An apparently original StingRay cell phone surveillance device listed on eBay was taken down by the company on Tuesday after 404 Media contacted it about the listing. The device, which was labeled as used, was up for sale for $100,000.
The device was listed as “Harris Stingray Cellular Phone Surveillance w/ Power Cord & Rolling Case - USED.” Photos uploaded to the listing show the device, numerous cables, and a StingRay operating manual with the original Harris Communications logo. A close-up photo shows the power switch, which glows green when turned on. According to the operating manual, this device was from 2004.
“Powers on. Not fully tested,” the seller wrote in the listing details. “Only pictured parts are included in listing.” When reached for comment about whether the device was real and any background information on how they had obtained it, the seller responded, “No background.”
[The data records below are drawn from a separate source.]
//! Multi-attempt progress tracking with automatic batching for long restart runs

use crate::algorithm::executor::StepStatus;
use crate::io::configuration::MAX_INDIVIDUAL_PROGRESS_BARS;
use indicatif::{MultiProgress, ProgressBar, ProgressStyle};
use std::sync::LazyLock;

/// Display state of one attempt
#[derive(Debug, Clone, Default)]
struct AttemptState {
    label: String,
    committed: usize,
    total: usize,
}

/// Coordinates progress display for a restart-driven run
///
/// Shows one bar per recent attempt (committed cells out of all cells) and,
/// when more attempts are allowed than bars fit, a batch bar counting
/// finished attempts.
pub struct ProgressManager {
    multi_progress: MultiProgress,
    batch_bar: Option<ProgressBar>,
    attempt_bars: Vec<ProgressBar>,
    attempt_states: Vec<AttemptState>,
}

impl Default for ProgressManager {
    fn default() -> Self {
        Self::new()
    }
}

static PROGRESS_STYLE: LazyLock<ProgressStyle> = LazyLock::new(|| {
    ProgressStyle::default_bar()
        .template("{prefix} [{bar:30.cyan/blue}] {msg}")
        .unwrap_or_else(|_| ProgressStyle::default_bar())
        .progress_chars("█▉▊▋▌▍▎▏ ")
});

static BATCH_STYLE: LazyLock<ProgressStyle> = LazyLock::new(|| {
    ProgressStyle::default_bar()
        .template("[{elapsed_precise}] Attempts: [{bar:40.cyan/blue}] {pos}/{len}")
        .unwrap_or_else(|_| ProgressStyle::default_bar())
});

impl ProgressManager {
    /// Create a new progress manager
    pub fn new() -> Self {
        Self {
            multi_progress: MultiProgress::new(),
            batch_bar: None,
            attempt_bars: Vec::new(),
            attempt_states: Vec::new(),
        }
    }

    /// Create a manager that draws nothing, for tests and piped output
    pub fn hidden() -> Self {
        Self {
            multi_progress: MultiProgress::with_draw_target(indicatif::ProgressDrawTarget::hidden()),
            ..Self::new()
        }
    }

    /// Initialize progress bars based on the attempt budget
    pub fn initialize(&mut self, max_attempts: usize) {
        // Switch to batch mode for long restart runs to avoid terminal spam
        if max_attempts > MAX_INDIVIDUAL_PROGRESS_BARS {
            let batch_bar = ProgressBar::new(max_attempts as u64);
            batch_bar.set_style(BATCH_STYLE.clone());
            self.batch_bar = Some(self.multi_progress.add(batch_bar));
        }

        let bars_to_create = max_attempts.min(MAX_INDIVIDUAL_PROGRESS_BARS);
        for _ in 0..bars_to_create {
            let pb = ProgressBar::new(0);
            pb.set_style(PROGRESS_STYLE.clone());
            self.attempt_bars.push(self.multi_progress.add(pb));
        }
    }

    /// Configure the display for a new attempt
    pub fn start_attempt(&mut self, index: usize, seed: u64, total_cells: usize) {
        if index >= self.attempt_states.len() {
            self.attempt_states
                .resize(index + 1, AttemptState::default());
        }
        if let Some(state) = self.attempt_states.get_mut(index) {
            *state = AttemptState {
                label: format!("seed {seed}"),
                committed: 0,
                total: total_cells,
            };
        }
        self.update_bars();
    }

    /// Report the number of committed cells in an attempt
    pub fn update_attempt(&mut self, index: usize, committed: usize) {
        if let Some(state) = self.attempt_states.get_mut(index) {
            state.committed = committed;
        }
        self.update_bars();
    }

    /// Mark an attempt as finished with its final status
    pub fn complete_attempt(&mut self, index: usize, status: StepStatus) {
        if let Some(ref batch_bar) = self.batch_bar {
            batch_bar.inc(1);
        }

        if let Some(state) = self.attempt_states.get_mut(index) {
            let mark = match status {
                StepStatus::Solved => "✓",
                StepStatus::Contradiction => "✗",
                StepStatus::InProgress => "…",
            };
            state.label = format!("{mark} {}", state.label);
        }
        self.update_bars();
    }

    /// Number of attempts shown so far
    pub fn attempts_started(&self) -> usize {
        self.attempt_states.len()
    }

    /// Clean up all progress displays
    pub fn finish(&self) {
        if let Some(ref batch_bar) = self.batch_bar {
            batch_bar.finish_with_message("All attempts processed");
        }
        let _ = self.multi_progress.clear();
    }

    /// Update all progress bars to show the last N attempts
    fn update_bars(&self) {
        let start_idx = self
            .attempt_states
            .len()
            .saturating_sub(MAX_INDIVIDUAL_PROGRESS_BARS);
        let visible = self.attempt_states.get(start_idx..).unwrap_or(&[]);

        for (bar_idx, state) in visible.iter().enumerate() {
            if let Some(bar) = self.attempt_bars.get(bar_idx) {
                bar.set_length(state.total as u64);
                bar.set_position(state.committed as u64);
                let width = state.total.to_string().len();
                bar.set_message(format!("{:>width$}/{}", state.committed, state.total));
                bar.set_prefix(state.label.clone());
            }
        }

        // Clear any unused bars
        for bar_idx in visible.len()..self.attempt_bars.len() {
            if let Some(bar) = self.attempt_bars.get(bar_idx) {
                bar.set_length(0);
                bar.set_position(0);
                bar.set_message(String::new());
                bar.set_prefix(String::new());
            }
        }
    }
}
//! # Command-Line Interface
//!
//! User-facing CLI commands and output formatting.
//!
//! ## Commands
//!
//! | Command | Purpose | Examples |
//! |---------|---------|----------|
//! | `init` | Store management | `init`, `init path/to/store` |
//! | `publish` | Append releases to a feed | `publish manifest.json`, `publish --input plain` |
//! | `backfill` | Recover historical releases | `backfill uv`, `backfill ruff --github astral-sh/ruff` |
//!
//! ## Output Formats
//!
//! All commands support `--format` flag:
//! - `text` (default) - Human-readable output
//! - `json` - Machine-parseable JSON
//!
//! ## Verbose Mode
//!
//! Use `--verbose` (or `-v`) for progress narration on stderr:
//! ```bash
//! versions --verbose backfill uv
//! ```
//!
//! ## Entry Point
//!
//! Call [`run()`] to parse arguments and execute the appropriate command.

mod app;
mod output;
mod publish;
mod backfill;

pub use app::{Cli, Commands, run};
pub use output::{Output, OutputFormat};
Is this one of those things like the GPS trackers they just sort of plant on your shit by trespassing, and if you find them they typically come to collect them because their cover is blown anyway and they are expensive?
Or is this one of those things that you need to like… actively do things with? From the pics it looks like an active-use device but idk shit about 2004 tech so… (I was an adult, but barely conscious of things)
(I am just going into the basics, so ignore gross errors.)
It just fakes a cell tower. Because of the nature of how modern radios work, a phone will likely connect to the strongest signal it detects. The stingray acts as a “man in the middle” and relays the phone signal to an actual tower as if it was the original phone making the call. As it relays the call, the operator can listen in.
It’s akin to answering a call, making a call on another phone and then holding the two phones together.
(MITM attacks on HTTPS connections are similar, but there are some nuances with how the connection is decrypted and the re-encrypted.)
Yup that’s a good description. The scary part is that the new ones are sooo much better. And even work from the planes and helicopters and now drones.
Ah alright that makes sense, thanks :)
Why do they need these? They have backdoors at the providers. No need for a fake mast they control the real masts.
It’s easier to target a specific area or person, regardless of the provider and legalities can be ignored. Its best feature is that it’s portable and likely hard to detect because it doesn’t need to be turned on all the time. The second best feature is that training people to use it is probably really easy.
If backdoors exist or not, the setup and use would be significantly more complex. More people would be aware, there is more risk in getting caught, there will always be system logs somewhere, etc.